● Task to carry out
Provide only the number of lines in the records where "ProcessLauncher" appears.

::::

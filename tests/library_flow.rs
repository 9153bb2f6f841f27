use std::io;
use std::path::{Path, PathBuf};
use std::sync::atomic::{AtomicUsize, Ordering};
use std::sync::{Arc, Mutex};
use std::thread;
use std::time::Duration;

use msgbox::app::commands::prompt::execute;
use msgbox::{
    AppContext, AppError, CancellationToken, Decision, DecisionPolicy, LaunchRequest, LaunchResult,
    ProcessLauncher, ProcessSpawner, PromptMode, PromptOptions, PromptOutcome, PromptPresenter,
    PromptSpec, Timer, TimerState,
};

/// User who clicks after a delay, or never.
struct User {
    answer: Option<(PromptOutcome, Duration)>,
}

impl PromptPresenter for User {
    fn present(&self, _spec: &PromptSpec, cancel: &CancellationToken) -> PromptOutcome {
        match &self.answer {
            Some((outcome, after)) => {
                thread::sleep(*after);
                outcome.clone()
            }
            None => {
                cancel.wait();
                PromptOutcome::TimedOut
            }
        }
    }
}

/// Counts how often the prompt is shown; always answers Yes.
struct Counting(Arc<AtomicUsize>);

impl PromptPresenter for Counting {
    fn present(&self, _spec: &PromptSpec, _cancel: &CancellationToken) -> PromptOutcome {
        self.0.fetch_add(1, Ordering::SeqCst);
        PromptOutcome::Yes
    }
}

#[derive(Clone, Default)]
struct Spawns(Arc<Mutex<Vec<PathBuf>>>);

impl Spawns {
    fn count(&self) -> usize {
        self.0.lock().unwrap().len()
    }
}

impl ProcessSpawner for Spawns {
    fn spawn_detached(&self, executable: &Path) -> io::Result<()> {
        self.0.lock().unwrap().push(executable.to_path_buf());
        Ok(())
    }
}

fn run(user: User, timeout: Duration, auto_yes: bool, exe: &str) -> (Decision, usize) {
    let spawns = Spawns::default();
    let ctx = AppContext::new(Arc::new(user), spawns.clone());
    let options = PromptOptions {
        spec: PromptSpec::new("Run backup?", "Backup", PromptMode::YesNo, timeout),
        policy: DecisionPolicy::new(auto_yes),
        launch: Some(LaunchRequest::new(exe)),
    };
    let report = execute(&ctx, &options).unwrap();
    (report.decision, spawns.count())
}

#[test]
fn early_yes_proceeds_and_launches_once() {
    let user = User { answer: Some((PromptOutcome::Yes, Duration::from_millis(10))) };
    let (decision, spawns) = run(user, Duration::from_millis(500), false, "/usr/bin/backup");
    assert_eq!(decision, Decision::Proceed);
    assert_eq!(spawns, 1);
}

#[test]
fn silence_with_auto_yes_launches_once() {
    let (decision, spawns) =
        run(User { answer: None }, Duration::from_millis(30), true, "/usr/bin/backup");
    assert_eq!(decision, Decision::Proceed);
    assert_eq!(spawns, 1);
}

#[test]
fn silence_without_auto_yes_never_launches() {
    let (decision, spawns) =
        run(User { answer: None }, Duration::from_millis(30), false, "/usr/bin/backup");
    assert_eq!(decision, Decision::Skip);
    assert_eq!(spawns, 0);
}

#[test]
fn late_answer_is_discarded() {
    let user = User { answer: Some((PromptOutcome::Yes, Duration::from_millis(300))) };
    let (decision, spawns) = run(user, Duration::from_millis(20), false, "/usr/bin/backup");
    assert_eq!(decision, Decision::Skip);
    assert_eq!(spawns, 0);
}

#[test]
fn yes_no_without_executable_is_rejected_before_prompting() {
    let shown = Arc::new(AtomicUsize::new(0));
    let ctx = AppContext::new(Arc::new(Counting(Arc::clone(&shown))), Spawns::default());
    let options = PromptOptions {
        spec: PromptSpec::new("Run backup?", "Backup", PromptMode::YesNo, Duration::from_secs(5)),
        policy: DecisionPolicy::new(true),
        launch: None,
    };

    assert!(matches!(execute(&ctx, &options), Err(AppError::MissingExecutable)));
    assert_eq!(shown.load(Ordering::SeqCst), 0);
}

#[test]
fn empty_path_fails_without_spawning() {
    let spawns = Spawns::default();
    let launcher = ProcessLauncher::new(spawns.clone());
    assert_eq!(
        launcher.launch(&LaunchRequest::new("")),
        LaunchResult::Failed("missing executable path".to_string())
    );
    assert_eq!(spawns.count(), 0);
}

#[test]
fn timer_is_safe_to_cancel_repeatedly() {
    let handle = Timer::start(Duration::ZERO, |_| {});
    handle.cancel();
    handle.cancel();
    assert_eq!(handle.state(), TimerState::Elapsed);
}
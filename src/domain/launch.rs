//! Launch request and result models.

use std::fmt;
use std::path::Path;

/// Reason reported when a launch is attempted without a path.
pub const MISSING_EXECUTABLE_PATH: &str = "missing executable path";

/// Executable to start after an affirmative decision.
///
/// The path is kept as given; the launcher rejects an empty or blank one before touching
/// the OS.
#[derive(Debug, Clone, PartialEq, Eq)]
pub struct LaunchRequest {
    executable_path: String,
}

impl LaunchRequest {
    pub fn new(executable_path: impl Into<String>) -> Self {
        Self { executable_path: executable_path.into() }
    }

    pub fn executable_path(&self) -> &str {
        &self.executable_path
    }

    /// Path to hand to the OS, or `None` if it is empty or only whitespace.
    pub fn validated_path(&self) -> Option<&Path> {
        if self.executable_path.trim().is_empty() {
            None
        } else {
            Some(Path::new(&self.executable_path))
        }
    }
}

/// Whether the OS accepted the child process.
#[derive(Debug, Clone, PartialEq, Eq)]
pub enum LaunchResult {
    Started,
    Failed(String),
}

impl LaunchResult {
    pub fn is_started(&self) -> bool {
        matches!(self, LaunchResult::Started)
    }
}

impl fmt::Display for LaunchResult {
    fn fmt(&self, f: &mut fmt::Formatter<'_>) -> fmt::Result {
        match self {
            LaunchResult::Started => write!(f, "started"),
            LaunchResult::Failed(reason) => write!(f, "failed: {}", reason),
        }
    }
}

::::

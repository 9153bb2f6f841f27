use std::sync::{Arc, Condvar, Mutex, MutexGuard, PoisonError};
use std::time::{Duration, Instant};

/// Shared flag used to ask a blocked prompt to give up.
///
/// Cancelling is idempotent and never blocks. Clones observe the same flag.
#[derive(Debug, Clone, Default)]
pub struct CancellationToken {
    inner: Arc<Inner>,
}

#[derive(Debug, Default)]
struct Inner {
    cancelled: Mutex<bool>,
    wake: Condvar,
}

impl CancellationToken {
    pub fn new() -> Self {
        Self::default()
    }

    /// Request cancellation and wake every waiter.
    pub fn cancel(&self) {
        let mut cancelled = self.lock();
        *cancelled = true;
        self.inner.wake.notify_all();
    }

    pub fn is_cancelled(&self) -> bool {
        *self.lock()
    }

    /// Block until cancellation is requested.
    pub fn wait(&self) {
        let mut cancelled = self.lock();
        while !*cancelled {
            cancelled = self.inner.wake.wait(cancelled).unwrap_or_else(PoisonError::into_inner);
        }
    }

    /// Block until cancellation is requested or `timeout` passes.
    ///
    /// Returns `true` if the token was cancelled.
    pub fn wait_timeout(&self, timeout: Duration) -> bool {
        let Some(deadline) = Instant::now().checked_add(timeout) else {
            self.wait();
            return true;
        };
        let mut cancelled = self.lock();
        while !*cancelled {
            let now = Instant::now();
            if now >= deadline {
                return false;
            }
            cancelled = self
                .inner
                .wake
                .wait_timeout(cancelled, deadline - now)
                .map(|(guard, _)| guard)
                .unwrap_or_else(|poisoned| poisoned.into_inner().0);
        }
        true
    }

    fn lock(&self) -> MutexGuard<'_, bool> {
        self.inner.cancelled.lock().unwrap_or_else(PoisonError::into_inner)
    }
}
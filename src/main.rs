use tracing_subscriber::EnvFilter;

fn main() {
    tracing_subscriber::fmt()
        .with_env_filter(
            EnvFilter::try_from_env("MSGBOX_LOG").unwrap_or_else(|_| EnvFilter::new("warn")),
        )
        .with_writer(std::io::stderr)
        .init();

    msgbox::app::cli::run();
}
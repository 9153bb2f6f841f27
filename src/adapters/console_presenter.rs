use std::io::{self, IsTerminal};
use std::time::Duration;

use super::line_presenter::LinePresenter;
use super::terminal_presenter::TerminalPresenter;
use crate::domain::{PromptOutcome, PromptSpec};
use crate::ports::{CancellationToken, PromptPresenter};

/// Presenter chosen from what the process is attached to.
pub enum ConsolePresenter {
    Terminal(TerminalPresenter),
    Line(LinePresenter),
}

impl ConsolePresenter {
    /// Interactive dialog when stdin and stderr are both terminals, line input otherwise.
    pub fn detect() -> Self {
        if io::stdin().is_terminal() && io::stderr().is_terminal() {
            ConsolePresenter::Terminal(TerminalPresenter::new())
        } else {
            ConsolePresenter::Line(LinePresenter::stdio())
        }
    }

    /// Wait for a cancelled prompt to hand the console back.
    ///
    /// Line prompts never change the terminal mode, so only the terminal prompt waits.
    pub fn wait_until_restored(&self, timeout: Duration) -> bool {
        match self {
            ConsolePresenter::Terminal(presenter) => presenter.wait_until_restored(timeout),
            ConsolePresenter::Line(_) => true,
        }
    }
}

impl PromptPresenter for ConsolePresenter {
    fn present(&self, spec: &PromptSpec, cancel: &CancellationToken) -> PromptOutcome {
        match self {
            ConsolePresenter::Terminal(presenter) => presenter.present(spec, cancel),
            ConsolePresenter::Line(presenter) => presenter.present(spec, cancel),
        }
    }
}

::::

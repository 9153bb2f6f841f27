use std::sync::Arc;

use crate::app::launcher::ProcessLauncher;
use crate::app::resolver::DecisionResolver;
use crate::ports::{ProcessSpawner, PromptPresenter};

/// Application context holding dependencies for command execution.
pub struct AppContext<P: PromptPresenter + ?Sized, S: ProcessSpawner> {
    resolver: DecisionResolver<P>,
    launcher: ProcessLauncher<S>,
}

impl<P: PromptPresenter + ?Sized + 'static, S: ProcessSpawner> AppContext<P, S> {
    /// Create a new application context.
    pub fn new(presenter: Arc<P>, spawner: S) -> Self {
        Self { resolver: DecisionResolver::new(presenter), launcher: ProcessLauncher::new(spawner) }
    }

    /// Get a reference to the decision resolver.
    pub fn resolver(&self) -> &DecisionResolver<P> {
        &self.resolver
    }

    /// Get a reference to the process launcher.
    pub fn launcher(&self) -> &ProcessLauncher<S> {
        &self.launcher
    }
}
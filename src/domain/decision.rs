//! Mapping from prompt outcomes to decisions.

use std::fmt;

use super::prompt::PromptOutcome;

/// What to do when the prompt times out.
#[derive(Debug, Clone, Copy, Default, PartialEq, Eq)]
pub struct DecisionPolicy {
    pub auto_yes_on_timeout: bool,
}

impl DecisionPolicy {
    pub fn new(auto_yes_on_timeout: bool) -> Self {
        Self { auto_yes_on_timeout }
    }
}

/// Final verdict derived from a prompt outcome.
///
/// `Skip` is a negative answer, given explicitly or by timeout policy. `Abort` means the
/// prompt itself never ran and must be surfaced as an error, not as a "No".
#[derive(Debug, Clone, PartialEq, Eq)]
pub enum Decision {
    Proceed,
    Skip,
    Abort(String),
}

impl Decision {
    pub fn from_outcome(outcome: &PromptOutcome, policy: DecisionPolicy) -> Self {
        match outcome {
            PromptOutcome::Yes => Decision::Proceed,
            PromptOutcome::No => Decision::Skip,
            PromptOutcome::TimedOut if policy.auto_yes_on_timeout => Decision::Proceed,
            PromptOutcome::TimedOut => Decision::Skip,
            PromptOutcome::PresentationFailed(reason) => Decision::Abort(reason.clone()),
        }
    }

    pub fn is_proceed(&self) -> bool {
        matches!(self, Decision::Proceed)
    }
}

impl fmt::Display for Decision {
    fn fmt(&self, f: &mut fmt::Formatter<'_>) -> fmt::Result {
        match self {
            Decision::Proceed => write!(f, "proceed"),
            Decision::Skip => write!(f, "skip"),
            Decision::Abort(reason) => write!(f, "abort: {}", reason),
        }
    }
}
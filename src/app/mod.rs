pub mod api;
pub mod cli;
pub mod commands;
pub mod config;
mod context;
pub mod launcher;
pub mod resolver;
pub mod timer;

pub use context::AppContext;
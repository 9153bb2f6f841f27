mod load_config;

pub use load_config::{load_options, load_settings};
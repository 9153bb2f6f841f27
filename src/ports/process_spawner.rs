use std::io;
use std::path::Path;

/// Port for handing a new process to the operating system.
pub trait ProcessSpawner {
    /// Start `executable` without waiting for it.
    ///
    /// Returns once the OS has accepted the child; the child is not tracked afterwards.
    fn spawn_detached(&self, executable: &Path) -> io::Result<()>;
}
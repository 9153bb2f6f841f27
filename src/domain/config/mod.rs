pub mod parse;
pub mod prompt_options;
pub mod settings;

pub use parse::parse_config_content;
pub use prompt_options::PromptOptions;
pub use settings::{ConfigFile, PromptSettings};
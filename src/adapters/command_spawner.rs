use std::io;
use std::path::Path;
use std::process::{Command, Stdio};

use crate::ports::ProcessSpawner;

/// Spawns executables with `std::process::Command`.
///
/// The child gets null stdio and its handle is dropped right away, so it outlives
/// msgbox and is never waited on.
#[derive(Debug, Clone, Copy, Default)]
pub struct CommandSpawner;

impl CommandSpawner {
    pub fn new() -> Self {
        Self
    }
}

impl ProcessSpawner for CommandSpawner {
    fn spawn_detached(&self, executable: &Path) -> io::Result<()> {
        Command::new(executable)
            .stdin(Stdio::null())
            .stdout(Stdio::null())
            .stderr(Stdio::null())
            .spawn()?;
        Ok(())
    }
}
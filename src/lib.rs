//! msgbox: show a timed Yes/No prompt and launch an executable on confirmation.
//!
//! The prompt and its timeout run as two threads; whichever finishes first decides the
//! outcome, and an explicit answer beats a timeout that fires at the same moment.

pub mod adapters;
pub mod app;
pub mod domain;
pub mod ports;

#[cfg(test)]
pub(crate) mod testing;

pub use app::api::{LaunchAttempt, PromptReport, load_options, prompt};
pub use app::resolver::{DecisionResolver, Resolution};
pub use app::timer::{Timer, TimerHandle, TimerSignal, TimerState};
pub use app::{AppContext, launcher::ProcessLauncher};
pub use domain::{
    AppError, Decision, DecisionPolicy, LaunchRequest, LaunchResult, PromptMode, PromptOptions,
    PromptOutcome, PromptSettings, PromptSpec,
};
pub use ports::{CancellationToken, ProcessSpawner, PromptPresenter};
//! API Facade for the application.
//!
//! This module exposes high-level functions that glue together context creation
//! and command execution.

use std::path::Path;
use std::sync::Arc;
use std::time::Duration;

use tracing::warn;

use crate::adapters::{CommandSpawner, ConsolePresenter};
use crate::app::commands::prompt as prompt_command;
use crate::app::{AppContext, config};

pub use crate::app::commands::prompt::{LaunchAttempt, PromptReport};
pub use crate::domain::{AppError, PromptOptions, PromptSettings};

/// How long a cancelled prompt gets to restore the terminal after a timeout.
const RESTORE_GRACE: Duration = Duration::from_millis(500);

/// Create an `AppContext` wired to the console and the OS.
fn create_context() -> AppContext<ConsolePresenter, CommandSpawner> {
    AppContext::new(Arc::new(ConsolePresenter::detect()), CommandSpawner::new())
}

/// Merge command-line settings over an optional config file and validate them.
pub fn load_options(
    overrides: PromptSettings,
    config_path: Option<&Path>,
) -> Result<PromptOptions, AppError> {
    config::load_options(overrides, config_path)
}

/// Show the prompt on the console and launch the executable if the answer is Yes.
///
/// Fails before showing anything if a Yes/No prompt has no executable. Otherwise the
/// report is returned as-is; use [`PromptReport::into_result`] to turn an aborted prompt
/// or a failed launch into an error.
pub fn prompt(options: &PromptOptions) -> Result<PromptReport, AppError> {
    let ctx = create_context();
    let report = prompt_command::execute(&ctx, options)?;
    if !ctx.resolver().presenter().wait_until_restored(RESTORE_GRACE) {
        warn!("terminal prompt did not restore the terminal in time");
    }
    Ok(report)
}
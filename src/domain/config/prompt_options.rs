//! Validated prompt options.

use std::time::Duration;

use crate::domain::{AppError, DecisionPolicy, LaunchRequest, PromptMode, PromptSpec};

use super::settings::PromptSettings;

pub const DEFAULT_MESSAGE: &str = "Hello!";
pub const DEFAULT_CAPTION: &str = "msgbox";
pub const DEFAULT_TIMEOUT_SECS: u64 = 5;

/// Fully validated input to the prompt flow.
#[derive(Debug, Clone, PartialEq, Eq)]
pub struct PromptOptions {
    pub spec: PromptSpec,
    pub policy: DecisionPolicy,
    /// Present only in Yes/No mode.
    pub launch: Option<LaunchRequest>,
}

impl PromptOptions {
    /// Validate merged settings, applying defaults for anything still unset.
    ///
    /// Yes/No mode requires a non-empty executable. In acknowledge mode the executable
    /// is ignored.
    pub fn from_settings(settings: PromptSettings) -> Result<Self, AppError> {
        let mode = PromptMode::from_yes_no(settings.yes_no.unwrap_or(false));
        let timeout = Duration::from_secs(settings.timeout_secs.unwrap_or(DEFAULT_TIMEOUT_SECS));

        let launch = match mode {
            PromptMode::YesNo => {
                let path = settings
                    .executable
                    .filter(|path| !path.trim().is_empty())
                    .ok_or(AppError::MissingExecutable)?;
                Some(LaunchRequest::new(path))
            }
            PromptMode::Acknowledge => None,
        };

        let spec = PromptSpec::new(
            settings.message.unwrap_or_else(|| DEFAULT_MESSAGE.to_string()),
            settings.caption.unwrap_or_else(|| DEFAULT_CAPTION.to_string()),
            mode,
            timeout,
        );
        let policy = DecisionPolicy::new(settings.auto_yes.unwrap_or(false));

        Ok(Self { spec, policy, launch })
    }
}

::::

● Solution to this exercise
7